● MATERIAL SHOWN
····················
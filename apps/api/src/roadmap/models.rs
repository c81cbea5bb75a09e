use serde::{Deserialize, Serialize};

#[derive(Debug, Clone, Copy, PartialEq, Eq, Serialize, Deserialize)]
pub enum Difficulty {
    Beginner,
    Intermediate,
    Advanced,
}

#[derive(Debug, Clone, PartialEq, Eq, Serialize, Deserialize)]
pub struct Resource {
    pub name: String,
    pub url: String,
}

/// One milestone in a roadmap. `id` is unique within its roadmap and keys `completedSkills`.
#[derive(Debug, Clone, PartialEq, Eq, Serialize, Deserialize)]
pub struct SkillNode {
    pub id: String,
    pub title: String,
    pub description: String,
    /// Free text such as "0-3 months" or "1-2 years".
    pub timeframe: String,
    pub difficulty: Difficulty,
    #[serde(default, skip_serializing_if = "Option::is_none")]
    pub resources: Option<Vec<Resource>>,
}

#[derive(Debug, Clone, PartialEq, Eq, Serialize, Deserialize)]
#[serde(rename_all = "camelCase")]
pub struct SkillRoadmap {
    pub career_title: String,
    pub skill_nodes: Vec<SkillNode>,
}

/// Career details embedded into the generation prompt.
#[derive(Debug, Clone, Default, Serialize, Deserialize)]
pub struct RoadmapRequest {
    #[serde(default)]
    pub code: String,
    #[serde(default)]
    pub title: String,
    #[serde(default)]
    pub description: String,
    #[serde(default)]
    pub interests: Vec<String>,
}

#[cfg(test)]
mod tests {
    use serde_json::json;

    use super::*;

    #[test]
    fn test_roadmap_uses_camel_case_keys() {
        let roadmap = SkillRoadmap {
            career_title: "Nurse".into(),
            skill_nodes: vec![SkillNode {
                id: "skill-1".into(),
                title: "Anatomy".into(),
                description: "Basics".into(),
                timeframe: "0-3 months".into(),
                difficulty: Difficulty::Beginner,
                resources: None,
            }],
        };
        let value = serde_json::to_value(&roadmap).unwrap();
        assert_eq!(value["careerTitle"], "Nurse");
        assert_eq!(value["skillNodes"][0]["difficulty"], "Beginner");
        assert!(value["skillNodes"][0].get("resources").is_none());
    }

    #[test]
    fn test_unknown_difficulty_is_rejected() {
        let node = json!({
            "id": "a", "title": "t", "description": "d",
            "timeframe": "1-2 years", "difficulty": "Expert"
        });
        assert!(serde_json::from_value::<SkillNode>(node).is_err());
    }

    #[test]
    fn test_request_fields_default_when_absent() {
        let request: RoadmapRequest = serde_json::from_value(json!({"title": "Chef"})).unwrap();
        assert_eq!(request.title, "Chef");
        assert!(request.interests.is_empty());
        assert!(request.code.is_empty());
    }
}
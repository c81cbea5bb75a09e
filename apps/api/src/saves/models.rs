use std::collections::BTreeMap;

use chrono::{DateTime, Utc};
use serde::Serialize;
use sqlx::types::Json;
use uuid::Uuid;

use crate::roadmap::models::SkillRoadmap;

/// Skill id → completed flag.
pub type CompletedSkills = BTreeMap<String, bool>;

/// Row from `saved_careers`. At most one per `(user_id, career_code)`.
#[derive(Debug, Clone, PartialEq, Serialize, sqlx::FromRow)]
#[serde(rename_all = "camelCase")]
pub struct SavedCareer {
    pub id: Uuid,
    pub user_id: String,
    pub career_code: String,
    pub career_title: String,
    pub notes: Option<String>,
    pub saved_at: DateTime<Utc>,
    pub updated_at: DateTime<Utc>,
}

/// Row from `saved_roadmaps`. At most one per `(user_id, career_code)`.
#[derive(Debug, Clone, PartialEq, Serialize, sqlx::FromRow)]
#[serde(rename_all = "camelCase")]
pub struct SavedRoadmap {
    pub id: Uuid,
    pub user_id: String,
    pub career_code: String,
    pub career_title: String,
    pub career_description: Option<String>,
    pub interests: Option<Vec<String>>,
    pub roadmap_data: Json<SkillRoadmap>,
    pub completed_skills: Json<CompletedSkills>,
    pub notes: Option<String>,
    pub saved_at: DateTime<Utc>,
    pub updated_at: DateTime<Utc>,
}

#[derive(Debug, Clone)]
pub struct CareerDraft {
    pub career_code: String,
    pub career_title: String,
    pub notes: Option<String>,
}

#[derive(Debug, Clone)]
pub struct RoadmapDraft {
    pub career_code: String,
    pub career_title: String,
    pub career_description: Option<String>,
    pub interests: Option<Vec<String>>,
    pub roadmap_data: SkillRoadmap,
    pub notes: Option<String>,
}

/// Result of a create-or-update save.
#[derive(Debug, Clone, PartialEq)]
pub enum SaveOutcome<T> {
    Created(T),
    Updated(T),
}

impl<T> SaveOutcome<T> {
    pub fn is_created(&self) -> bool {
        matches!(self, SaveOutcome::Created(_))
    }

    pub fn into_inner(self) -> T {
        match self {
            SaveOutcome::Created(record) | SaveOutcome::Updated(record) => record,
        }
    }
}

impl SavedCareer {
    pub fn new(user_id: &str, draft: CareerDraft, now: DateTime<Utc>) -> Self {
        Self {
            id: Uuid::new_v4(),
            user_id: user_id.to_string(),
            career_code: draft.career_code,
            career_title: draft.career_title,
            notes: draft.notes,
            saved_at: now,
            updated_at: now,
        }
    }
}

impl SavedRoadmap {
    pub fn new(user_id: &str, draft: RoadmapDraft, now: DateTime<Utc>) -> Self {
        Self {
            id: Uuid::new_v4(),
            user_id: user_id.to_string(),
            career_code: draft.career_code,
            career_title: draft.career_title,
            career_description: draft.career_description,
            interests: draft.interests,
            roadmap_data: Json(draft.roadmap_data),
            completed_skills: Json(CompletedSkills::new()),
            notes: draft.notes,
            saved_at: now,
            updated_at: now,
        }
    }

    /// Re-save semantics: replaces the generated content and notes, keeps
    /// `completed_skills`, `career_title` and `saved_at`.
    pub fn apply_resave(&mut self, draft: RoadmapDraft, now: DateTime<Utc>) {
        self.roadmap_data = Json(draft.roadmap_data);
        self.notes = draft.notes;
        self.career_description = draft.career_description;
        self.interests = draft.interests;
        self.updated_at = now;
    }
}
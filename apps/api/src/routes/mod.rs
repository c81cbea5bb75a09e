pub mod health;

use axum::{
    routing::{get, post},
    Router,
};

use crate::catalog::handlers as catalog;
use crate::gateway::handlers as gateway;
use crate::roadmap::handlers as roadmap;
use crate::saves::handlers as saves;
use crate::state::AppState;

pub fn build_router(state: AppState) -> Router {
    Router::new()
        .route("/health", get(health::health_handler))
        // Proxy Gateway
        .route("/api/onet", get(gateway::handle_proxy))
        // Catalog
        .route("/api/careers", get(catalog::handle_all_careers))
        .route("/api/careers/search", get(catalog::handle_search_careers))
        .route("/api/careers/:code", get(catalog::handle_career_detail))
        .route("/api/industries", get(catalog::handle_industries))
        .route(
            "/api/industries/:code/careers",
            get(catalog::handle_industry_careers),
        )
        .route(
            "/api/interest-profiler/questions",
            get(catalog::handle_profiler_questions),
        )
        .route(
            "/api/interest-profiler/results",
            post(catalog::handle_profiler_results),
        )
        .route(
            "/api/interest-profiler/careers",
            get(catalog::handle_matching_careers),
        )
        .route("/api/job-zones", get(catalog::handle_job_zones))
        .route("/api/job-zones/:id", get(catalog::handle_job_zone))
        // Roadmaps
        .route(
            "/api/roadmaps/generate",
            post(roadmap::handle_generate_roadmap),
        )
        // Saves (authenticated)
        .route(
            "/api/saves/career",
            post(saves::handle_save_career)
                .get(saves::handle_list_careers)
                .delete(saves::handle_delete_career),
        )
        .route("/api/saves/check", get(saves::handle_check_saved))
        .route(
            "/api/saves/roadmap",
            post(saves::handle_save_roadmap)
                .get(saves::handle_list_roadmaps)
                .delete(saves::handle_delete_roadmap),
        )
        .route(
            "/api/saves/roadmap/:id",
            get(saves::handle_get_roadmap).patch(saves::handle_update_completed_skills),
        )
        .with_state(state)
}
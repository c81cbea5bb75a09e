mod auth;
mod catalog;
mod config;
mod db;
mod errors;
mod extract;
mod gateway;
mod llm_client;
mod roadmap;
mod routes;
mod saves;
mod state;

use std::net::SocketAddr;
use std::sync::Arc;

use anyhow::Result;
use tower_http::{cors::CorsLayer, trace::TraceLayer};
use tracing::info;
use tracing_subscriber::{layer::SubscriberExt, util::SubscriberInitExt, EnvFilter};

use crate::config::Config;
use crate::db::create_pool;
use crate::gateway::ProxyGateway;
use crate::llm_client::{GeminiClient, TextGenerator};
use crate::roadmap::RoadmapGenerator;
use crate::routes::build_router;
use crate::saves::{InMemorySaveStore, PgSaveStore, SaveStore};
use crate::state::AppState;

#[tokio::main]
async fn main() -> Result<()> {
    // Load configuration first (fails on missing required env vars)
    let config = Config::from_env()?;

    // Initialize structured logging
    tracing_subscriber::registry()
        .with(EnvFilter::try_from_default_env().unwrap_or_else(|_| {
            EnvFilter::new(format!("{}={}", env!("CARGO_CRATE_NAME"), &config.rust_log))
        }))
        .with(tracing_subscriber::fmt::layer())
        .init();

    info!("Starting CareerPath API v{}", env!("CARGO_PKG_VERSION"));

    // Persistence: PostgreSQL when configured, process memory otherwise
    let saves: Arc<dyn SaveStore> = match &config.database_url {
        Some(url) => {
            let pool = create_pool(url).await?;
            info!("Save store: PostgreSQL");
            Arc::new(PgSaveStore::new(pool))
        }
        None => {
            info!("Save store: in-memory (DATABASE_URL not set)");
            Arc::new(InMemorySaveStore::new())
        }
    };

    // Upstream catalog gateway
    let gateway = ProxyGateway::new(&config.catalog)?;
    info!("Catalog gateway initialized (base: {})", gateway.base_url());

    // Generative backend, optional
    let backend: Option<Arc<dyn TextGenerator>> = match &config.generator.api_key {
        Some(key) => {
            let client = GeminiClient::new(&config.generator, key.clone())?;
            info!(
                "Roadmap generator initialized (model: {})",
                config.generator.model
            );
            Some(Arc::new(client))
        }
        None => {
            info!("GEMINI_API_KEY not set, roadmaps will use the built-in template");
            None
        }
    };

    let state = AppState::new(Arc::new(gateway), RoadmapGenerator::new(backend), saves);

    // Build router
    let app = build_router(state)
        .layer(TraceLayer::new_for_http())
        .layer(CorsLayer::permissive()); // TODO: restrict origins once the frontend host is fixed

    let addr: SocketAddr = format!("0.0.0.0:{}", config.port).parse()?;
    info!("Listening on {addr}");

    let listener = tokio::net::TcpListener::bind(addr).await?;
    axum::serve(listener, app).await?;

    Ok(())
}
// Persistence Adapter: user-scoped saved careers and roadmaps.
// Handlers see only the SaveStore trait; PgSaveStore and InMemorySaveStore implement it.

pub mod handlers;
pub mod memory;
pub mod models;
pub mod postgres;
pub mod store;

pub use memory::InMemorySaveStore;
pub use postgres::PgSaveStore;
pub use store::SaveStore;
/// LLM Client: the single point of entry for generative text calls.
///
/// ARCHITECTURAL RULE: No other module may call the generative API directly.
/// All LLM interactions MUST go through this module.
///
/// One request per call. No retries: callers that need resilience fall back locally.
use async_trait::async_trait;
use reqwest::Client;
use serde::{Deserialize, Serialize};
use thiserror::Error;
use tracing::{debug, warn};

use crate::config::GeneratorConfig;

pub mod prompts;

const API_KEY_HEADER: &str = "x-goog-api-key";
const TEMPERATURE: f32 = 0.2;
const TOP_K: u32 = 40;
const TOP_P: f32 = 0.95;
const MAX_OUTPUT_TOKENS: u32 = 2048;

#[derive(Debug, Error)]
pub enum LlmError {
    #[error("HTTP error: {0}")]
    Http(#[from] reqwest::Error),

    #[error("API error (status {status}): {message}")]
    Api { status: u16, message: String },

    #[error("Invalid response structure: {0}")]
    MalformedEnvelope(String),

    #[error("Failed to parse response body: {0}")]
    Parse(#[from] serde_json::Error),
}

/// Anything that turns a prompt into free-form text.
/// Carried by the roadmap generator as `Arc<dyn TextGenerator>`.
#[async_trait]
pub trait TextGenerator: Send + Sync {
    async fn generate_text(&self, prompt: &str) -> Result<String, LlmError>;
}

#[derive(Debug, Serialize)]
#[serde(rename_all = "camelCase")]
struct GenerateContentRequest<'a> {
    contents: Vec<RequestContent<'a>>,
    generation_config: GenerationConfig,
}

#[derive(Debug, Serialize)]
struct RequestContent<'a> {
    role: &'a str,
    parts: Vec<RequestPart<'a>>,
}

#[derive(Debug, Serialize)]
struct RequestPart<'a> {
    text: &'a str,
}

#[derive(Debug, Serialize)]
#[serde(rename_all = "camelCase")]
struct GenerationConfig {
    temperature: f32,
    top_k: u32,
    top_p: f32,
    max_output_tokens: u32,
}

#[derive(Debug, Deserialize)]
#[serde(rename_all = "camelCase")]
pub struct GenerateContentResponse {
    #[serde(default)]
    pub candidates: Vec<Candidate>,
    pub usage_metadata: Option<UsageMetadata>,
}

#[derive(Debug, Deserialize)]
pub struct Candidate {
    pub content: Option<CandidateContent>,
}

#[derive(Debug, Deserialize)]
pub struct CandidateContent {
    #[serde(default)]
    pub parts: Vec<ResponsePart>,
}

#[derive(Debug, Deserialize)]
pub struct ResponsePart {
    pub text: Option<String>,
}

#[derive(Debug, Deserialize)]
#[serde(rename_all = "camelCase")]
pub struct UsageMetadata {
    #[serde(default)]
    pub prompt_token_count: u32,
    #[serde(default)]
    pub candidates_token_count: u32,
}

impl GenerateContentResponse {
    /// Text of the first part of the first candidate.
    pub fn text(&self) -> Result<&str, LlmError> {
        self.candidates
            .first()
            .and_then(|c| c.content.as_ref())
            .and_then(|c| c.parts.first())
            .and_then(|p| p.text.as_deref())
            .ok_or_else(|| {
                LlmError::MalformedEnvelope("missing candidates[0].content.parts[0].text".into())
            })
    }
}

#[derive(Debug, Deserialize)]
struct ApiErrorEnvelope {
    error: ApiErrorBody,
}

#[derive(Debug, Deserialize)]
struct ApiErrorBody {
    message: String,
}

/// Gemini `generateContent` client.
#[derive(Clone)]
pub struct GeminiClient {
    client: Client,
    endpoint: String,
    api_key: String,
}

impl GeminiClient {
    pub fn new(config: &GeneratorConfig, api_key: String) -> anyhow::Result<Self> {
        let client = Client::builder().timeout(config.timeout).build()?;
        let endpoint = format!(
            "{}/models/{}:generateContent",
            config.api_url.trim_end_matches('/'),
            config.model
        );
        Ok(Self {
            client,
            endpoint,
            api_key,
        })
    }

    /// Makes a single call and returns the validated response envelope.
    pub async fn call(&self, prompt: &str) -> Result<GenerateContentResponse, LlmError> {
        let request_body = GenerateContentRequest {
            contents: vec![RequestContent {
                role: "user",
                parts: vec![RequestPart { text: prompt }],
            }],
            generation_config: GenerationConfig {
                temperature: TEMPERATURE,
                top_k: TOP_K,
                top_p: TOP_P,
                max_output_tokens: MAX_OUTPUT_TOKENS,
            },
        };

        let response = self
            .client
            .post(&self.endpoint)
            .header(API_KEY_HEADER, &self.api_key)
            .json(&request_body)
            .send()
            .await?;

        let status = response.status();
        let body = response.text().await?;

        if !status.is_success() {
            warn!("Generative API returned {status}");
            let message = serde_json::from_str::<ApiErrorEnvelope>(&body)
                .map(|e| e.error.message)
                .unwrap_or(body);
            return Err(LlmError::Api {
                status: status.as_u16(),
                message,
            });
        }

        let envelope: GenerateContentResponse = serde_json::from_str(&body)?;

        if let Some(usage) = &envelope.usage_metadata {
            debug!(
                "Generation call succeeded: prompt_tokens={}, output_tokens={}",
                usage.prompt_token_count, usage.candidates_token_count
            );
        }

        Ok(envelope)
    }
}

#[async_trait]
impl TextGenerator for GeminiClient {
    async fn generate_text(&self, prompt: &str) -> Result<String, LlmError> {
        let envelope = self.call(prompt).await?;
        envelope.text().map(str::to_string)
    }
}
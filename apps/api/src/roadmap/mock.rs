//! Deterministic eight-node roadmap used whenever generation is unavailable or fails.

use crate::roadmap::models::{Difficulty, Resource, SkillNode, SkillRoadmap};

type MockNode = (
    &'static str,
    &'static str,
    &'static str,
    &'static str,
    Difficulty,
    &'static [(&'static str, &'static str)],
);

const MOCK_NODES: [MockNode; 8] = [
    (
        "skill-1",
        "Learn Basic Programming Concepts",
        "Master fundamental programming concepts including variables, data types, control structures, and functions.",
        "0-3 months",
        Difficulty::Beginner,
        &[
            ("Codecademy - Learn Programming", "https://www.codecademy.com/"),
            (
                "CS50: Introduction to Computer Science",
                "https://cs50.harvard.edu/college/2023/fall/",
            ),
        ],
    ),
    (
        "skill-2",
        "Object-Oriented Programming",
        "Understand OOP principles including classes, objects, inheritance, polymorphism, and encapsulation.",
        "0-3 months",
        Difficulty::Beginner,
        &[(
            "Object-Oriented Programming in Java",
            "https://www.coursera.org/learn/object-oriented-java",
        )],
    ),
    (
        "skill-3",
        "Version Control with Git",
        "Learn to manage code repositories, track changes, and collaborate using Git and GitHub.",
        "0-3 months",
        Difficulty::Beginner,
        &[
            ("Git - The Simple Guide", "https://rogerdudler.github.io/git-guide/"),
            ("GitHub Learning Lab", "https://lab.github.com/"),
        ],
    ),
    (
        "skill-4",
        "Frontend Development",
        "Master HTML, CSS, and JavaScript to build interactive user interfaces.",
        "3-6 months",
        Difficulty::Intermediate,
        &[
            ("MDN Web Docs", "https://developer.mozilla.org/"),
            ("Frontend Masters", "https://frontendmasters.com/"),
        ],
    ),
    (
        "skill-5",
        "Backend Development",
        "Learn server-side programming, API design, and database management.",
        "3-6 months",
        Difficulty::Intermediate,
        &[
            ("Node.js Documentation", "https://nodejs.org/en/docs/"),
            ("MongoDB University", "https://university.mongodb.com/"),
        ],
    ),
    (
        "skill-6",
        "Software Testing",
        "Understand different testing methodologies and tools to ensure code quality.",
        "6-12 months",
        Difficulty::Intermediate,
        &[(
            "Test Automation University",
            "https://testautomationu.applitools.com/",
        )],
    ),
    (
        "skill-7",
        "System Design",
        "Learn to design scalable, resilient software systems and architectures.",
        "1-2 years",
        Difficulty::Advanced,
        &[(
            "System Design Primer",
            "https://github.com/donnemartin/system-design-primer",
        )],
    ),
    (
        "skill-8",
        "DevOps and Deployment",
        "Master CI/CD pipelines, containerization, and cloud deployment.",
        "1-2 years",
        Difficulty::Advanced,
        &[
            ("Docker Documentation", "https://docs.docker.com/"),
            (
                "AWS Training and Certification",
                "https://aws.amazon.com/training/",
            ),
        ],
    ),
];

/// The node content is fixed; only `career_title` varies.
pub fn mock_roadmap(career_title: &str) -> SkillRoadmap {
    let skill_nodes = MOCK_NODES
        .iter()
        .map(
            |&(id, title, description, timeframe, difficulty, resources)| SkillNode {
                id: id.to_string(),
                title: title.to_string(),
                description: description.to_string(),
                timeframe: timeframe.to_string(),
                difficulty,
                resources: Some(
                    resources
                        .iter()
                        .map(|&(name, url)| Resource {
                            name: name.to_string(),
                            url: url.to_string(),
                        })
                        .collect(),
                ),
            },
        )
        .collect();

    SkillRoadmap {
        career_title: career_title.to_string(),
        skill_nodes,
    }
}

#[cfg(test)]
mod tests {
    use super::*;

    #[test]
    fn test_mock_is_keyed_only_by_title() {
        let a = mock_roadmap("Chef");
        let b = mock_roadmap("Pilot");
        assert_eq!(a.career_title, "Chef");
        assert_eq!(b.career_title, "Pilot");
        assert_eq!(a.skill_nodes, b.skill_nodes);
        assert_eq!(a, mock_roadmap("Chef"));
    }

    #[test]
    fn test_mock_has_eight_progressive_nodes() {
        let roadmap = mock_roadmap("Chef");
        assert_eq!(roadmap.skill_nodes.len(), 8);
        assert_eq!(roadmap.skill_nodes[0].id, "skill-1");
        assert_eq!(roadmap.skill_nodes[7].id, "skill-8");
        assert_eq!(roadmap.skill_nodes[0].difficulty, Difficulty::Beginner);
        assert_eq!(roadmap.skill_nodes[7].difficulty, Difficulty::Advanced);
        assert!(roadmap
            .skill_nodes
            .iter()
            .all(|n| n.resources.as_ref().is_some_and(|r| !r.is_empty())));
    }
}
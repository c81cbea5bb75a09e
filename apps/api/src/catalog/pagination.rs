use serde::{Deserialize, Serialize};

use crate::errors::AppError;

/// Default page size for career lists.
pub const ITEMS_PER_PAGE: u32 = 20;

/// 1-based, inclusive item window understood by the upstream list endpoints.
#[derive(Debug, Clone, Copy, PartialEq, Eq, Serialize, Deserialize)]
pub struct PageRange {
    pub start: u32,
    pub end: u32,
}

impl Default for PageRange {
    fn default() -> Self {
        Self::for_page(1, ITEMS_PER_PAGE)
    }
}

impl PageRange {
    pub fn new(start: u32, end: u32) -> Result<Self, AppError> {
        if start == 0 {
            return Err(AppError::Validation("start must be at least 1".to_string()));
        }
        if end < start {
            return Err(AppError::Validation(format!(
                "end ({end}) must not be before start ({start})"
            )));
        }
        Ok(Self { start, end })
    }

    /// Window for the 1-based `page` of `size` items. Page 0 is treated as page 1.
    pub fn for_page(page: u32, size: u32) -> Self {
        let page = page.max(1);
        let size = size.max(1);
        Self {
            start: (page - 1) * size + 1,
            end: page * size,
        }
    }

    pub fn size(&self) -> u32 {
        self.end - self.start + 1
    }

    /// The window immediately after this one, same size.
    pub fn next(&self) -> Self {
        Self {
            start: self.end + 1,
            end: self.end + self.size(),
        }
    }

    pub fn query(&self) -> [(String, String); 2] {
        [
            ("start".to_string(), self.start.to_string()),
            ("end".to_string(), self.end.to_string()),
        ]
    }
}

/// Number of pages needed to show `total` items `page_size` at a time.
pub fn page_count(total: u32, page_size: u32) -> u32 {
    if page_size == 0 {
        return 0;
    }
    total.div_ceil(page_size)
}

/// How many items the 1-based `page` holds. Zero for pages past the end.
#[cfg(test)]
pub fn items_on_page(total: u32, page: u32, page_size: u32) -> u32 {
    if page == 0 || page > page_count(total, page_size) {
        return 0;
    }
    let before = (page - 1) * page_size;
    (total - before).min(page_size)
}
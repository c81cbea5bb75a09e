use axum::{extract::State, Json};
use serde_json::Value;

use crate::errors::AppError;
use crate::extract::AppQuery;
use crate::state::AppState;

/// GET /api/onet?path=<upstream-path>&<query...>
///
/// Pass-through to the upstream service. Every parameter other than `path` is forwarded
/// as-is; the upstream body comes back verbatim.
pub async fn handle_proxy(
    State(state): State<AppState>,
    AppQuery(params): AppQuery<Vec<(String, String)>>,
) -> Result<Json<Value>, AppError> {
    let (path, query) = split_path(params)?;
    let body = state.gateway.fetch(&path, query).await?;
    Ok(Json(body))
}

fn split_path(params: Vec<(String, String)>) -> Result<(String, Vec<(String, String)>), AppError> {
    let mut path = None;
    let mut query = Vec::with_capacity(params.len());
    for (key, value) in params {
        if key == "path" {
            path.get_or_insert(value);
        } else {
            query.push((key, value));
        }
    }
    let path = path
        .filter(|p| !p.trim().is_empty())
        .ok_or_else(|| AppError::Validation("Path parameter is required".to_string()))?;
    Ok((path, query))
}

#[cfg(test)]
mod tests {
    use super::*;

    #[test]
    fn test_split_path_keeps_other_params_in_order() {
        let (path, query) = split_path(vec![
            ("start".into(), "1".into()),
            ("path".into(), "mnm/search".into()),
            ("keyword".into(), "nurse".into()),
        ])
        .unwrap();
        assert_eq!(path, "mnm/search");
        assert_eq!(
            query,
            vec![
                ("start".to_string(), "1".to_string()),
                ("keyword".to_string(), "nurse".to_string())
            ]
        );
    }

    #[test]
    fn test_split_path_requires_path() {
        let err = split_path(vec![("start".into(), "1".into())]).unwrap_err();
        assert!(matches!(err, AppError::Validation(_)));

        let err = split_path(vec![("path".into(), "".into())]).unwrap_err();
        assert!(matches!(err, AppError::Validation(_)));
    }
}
····················
● TO DO
Return from the data every line that holds "AppQuery".

● TASK RESULT
use crate::extract::AppQuery;
    AppQuery(params): AppQuery<Vec<(String, String)>>,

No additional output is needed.